◆ What is being asked
Note each line in the data below that holds "keeps", and copy it.

*** Source material ***

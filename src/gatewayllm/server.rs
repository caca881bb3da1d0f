//! The HTTP front door.
//!
//! Routes:
//!
//! - `POST /api/query` — run a user query through the coordinator. With
//!   `streamThinking: true` the response body is line-delimited JSON events
//!   terminated by a literal `[DONE]` line; otherwise the event stream is
//!   collected into a single JSON document.
//! - `POST /api/agents/register`, `POST /api/agents/{id}/unregister`,
//!   `POST /api/agents/{id}/heartbeat` — agent lifecycle.
//! - `GET /api/agents` — registry listing with the capability summary.
//! - `GET /api/llm-providers` — merged provider catalog (503 when empty).
//! - `GET /health` — gateway liveness.
//!
//! Streaming responses disable proxy buffering (`X-Accel-Buffering: no`);
//! the host in front of the gateway re-frames the lines as browser-facing
//! Server-Sent Events. Client disconnect cancels work in both modes: the
//! orchestration task is held by an [`AbortOnDrop`] guard tied to the
//! response body (streaming) or to the collecting handler future
//! (non-streaming), so dropping either aborts the task and with it every
//! in-flight downstream call. Graceful drain aborts whatever is still
//! running via [`InFlightQueries`].

use std::convert::Infallible;
use std::net::SocketAddr;
use std::sync::atomic::{AtomicBool, Ordering};
use std::sync::{Arc, Mutex, PoisonError};

use axum::body::{Body, Bytes};
use axum::extract::{Path, State};
use axum::http::{header, HeaderValue, StatusCode};
use axum::response::{IntoResponse, Response};
use axum::routing::{get, post};
use axum::{Json, Router};
use chrono::Utc;
use futures_util::StreamExt;
use serde_json::json;
use tokio::net::TcpListener;
use tokio::task::{AbortHandle, JoinHandle};
use tokio_stream::wrappers::ReceiverStream;

use crate::gatewayllm::config::GatewayConfig;
use crate::gatewayllm::coordinator::{Coordinator, QueryRequest};
use crate::gatewayllm::events::{ThinkingEvent, ThinkingSink};
use crate::gatewayllm::llm_adapter::LlmAdapter;
use crate::gatewayllm::mcp_session::McpSessionManager;
use crate::gatewayllm::registry::{AgentRegistration, AgentRegistry, RegistryError};

/// Shared state captured by every handler.
#[derive(Clone)]
pub struct AppState {
    pub coordinator: Arc<Coordinator>,
    pub registry: Arc<AgentRegistry>,
    pub adapter: Arc<LlmAdapter>,
    pub sessions: Arc<McpSessionManager>,
    pub config: Arc<GatewayConfig>,
    /// Set during graceful shutdown; new queries get 503.
    pub draining: Arc<AtomicBool>,
    /// Live orchestrations, aborted when the drain flag is raised.
    pub in_flight: Arc<InFlightQueries>,
}

/// Abort handles of the query orchestrations currently running.
///
/// Graceful drain must abort pending downstream work, not wait for it:
/// `with_graceful_shutdown` only stops accepting connections and lets
/// in-flight handlers finish naturally, so the shutdown path calls
/// [`abort_all`](InFlightQueries::abort_all) to cut the orchestration tasks
/// (and through them every downstream MCP/LLM call) as soon as the signal
/// lands.
pub struct InFlightQueries {
    handles: Mutex<Vec<AbortHandle>>,
}

impl InFlightQueries {
    pub fn new() -> Self {
        InFlightQueries {
            handles: Mutex::new(Vec::new()),
        }
    }

    fn lock(&self) -> std::sync::MutexGuard<'_, Vec<AbortHandle>> {
        self.handles.lock().unwrap_or_else(PoisonError::into_inner)
    }

    /// Track a spawned orchestration. Entries for finished tasks are pruned
    /// on the way in so the vector stays bounded by concurrency, not by
    /// query count.
    pub fn track(&self, handle: &JoinHandle<()>) {
        let mut handles = self.lock();
        handles.retain(|h| !h.is_finished());
        handles.push(handle.abort_handle());
    }

    /// Abort every live orchestration (the drain path). Aborting an
    /// already-finished task is a no-op.
    pub fn abort_all(&self) {
        for handle in self.lock().drain(..) {
            handle.abort();
        }
    }
}

impl Default for InFlightQueries {
    fn default() -> Self {
        Self::new()
    }
}

/// Aborts the wrapped task when dropped. Tied to the streaming response body
/// so a client disconnect cancels the orchestration transitively.
struct AbortOnDrop(JoinHandle<()>);

impl Drop for AbortOnDrop {
    fn drop(&mut self) {
        self.0.abort();
    }
}

/// Build the axum router over the shared state.
pub fn build_router(state: AppState) -> Router {
    Router::new()
        .route("/api/query", post(query))
        .route("/api/agents/register", post(register_agent))
        .route("/api/agents/{agent_id}/unregister", post(unregister_agent))
        .route("/api/agents/{agent_id}/heartbeat", post(heartbeat))
        .route("/api/agents", get(list_agents))
        .route("/api/llm-providers", get(llm_providers))
        .route("/health", get(health))
        .with_state(state)
}

/// Bind and serve until the shutdown future resolves.
///
/// `with_graceful_shutdown` only stops accepting new connections; the
/// shutdown future itself is expected to raise the drain flag and call
/// [`InFlightQueries::abort_all`] so pending downstream work is cut rather
/// than drained naturally.
pub async fn run_server(
    state: AppState,
    shutdown: impl std::future::Future<Output = ()> + Send + 'static,
) -> Result<(), Box<dyn std::error::Error + Send + Sync>> {
    let addr = SocketAddr::from(([0, 0, 0, 0], state.config.port));
    let listener = TcpListener::bind(addr).await?;
    log::info!("gateway listening on {}", addr);
    axum::serve(listener, build_router(state))
        .with_graceful_shutdown(shutdown)
        .await?;
    Ok(())
}

async fn query(State(state): State<AppState>, Json(request): Json<QueryRequest>) -> Response {
    if state.draining.load(Ordering::SeqCst) {
        return (
            StatusCode::SERVICE_UNAVAILABLE,
            Json(json!({"success": false, "message": "gateway is shutting down", "error": true})),
        )
            .into_response();
    }

    let stream_thinking = request.stream_thinking.unwrap_or(false);
    let (sink, mut rx) = ThinkingSink::channel(64);
    let coordinator = state.coordinator.clone();
    let handle = tokio::spawn(async move {
        coordinator.handle_query(request, sink).await;
    });
    state.in_flight.track(&handle);

    if stream_thinking {
        let guard = AbortOnDrop(handle);
        let body_stream = ReceiverStream::new(rx).map(move |event| {
            // Holding the guard inside the closure keeps the orchestration
            // alive exactly as long as the response body.
            let _ = &guard;
            Ok::<_, Infallible>(Bytes::from(event.to_wire_line()))
        });

        let mut response = Response::new(Body::from_stream(body_stream));
        let headers = response.headers_mut();
        headers.insert(
            header::CONTENT_TYPE,
            HeaderValue::from_static("application/x-ndjson"),
        );
        headers.insert(header::CACHE_CONTROL, HeaderValue::from_static("no-cache"));
        headers.insert("x-accel-buffering", HeaderValue::from_static("no"));
        return response;
    }

    // Non-streaming: collect the event sequence and answer with one document.
    // The guard keeps disconnect-cancellation in force here too: if axum
    // drops this handler mid-await, the orchestration aborts with it.
    let guard = AbortOnDrop(handle);
    let mut terminal = None;
    while let Some(event) = rx.recv().await {
        match event {
            ThinkingEvent::Response(_) | ThinkingEvent::Error { .. } => terminal = Some(event),
            ThinkingEvent::Done => break,
            _ => {}
        }
    }
    // The stream has terminated, so the task is done; aborting a finished
    // task is a no-op.
    drop(guard);

    match terminal {
        Some(ThinkingEvent::Response(response)) => Json(json!({
            "success": response.success,
            "response": response.content,
            "agentUsed": response.agent_used,
            "translatedQuery": response.translated_query,
            "declined": response.declined,
            "blocked": response.blocked,
            "metadata": response.metadata,
        }))
        .into_response(),
        Some(ThinkingEvent::Error { message }) => {
            Json(json!({"success": false, "message": message, "error": true})).into_response()
        }
        _ => (
            StatusCode::INTERNAL_SERVER_ERROR,
            Json(json!({
                "success": false,
                "message": "query terminated without a response",
                "error": true,
            })),
        )
            .into_response(),
    }
}

async fn register_agent(
    State(state): State<AppState>,
    Json(registration): Json<AgentRegistration>,
) -> Response {
    let agent_id = registration.agent_id.clone();
    match state.registry.register(registration) {
        Ok(()) => Json(json!({"status": "registered", "agentId": agent_id})).into_response(),
        Err(e @ RegistryError::DuplicateName { .. }) => (
            StatusCode::CONFLICT,
            Json(json!({"success": false, "message": e.to_string()})),
        )
            .into_response(),
    }
}

async fn unregister_agent(
    State(state): State<AppState>,
    Path(agent_id): Path<String>,
) -> Response {
    if state.registry.unregister(&agent_id) {
        state.sessions.invalidate(&agent_id).await;
        Json(json!({"status": "unregistered", "agentId": agent_id})).into_response()
    } else {
        (
            StatusCode::NOT_FOUND,
            Json(json!({"success": false, "message": format!("unknown agent '{}'", agent_id)})),
        )
            .into_response()
    }
}

async fn heartbeat(State(state): State<AppState>, Path(agent_id): Path<String>) -> Response {
    if state.registry.heartbeat(&agent_id) {
        Json(json!({"success": true, "message": "heartbeat recorded"})).into_response()
    } else {
        (
            StatusCode::NOT_FOUND,
            Json(json!({"success": false, "message": format!("unknown agent '{}'", agent_id)})),
        )
            .into_response()
    }
}

async fn list_agents(State(state): State<AppState>) -> Response {
    let agents: Vec<_> = state
        .registry
        .all()
        .into_iter()
        .map(|a| {
            json!({
                "agentId": a.agent_id,
                "name": a.name,
                "description": a.description,
                "url": a.base_url,
                "capabilities": a.capabilities,
                "healthy": a.healthy,
                "lastSeen": a.last_seen,
            })
        })
        .collect();
    Json(json!({
        "success": true,
        "count": agents.len(),
        "agents": agents,
        "capabilities": state.registry.capability_summary(),
    }))
    .into_response()
}

async fn llm_providers(State(state): State<AppState>) -> Response {
    let mut providers = state.adapter.catalog();
    for advertised in state.registry.advertised_providers() {
        providers.push(serde_json::to_value(&advertised).unwrap_or(serde_json::Value::Null));
    }

    if providers.is_empty() {
        return (
            StatusCode::SERVICE_UNAVAILABLE,
            Json(json!({"success": false, "message": "no LLM providers configured"})),
        )
            .into_response();
    }

    let count = providers.len();
    Json(json!({
        "success": true,
        "providers": providers,
        "default_provider": state.adapter.default_provider().map(|p| p.as_tag()),
        "count": count,
        "timestamp": Utc::now(),
    }))
    .into_response()
}

async fn health(State(state): State<AppState>) -> Response {
    Json(json!({
        "status": "healthy",
        "timestamp": Utc::now(),
        "server": "gatewayllm",
        "protocol": "mcp",
        "version": env!("CARGO_PKG_VERSION"),
        "registeredServers": state.registry.len(),
    }))
    .into_response()
}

*** End of Source material ***

◆ Result of this exercise
            // Holding the guard inside the closure keeps the orchestration
    // The guard keeps disconnect-cancellation in force here too: if axum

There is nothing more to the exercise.